Former Columbus police chief and local newspaper publisher Joseph St. John was vague when questioned about the validity of rumors he will seek the mayoral position next year.
"I'm keeping all of my options open at the moment," St. John said.
The mayor's race is not the only one creating an early buzz. Sources say Marty Turner, of Turner Furniture, and Maurice Webb, of Chris's Car Care, have expressed interest in challenging Stewart for his seat. Neither could be reached for comment Thursday afternoon.
Vice-Mayor Gavin may also have some competition in Ward 6. Former Columbus-Lowndes Convention and Visitors Bureau treasurer and current CVB board member Whirllie Byrd has been rumored to be eyeing the Ward 6 race.
"I have no comment at this time," Byrd said when approached about the subject.
Another hot race will be the Ward 2 councilman seat, currently held by Joseph Mickens (D). Susan Mackay (R) has expressed her intention to challenge Mickens, who defeated her by 36 votes in 2009. Mackay finished the term of her late husband, former Ward 2 Councilman Doug Mackay, before losing to Mickens in the general election. Mickens said he is "most definitely seeking re-election."
Columbus residents will find where they vote, and which ward they live, has changed. The city is currently undergoing a federal-mandated redistricting process.
Two plans -- one submitted by the city council and one designed by Golden Triangle Planning and Development and supported by Mickens and Karriem -- are awaiting final approval from the U.S. Department of Justice. Redistricting, where legislative or voting districts are redrawn, is mandated by the DOJ and falls under Section 5 of The Voting Rights Act of 1965.
The council plan, which was approved on a 4-2 vote, would cut the population variance among wards to 9.5 percent. Currently, there is a 20 percent variance between the city's most populated ward, Ward 6, and its least populated, Ward 4. A variance of more than 10 percent automatically triggers redistricting, according to federal law.
Under the council's plan there is no change in wards 1 and 2. Ward 3 would lose everything south of Hemlock Street and everything west of McCrary Street. Those areas would move into Ward 4. The Ward 6 area south of Waverly Road, and a block of Sixth Street North, would be taken into Ward 5.

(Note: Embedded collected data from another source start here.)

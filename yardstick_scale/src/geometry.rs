// Copyright 2025 the Yardstick Authors
// SPDX-License-Identifier: Apache-2.0 OR MIT

use core::ops::{Add, Sub};

/// A point expressed relative to the scale rather than the screen.
///
/// `along` runs in the direction the scale grows (device height in portrait),
/// `across` runs perpendicular to it, from the edge the ticks are drawn on.
/// [`ScaleOrientation::to_screen`](crate::ScaleOrientation::to_screen) maps it
/// onto concrete screen coordinates.
#[derive(Clone, Copy, Debug, PartialEq, Default)]
pub struct AxisPoint {
    /// Coordinate along the scale, in device pixels.
    pub along: f64,
    /// Coordinate across the scale, in device pixels.
    pub across: f64,
}

impl AxisPoint {
    /// The origin.
    pub const ZERO: Self = Self::new(0.0, 0.0);

    /// Creates a point from its along and across coordinates.
    #[must_use]
    pub const fn new(along: f64, across: f64) -> Self {
        Self { along, across }
    }
}

impl Add for AxisPoint {
    type Output = Self;

    fn add(self, rhs: Self) -> Self {
        Self::new(self.along + rhs.along, self.across + rhs.across)
    }
}

impl Sub for AxisPoint {
    type Output = Self;

    fn sub(self, rhs: Self) -> Self {
        Self::new(self.along - rhs.along, self.across - rhs.across)
    }
}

Census data from 2010 shows Ward 4 is the most under-populated ward, with a variance of negative 427 or negative 10 percent, down from 219 people in 2000. Ward 6 is the most heavily-populated, with a positive variance of 360 or 9.1 percent.
The city council's plan, which was drawn up by Oxford-based Bridge and Watson consulting firm, was met with opposition from Mickens and Karriem. The DOJ can approve only one map. Neither map is guaranteed to be approved by the DOJ.
The redistricting must be approved and the wards redrawn before the municipal elections in 2013.
Fewer than 4,000 of the city's almost 18,500 registered voters voted in the 2009 election.
In a Nov. 1 letter sent to the city's consultant on the redistricting, Chris Watson of Bridge and Watson, the DOJ stated the U.S. Attorney General does not object to the city's plan for changing its six wards and polling places.
The letter means the council's plan has cleared the first hurdle toward being approved. The plan is still officially under review by the DOJ.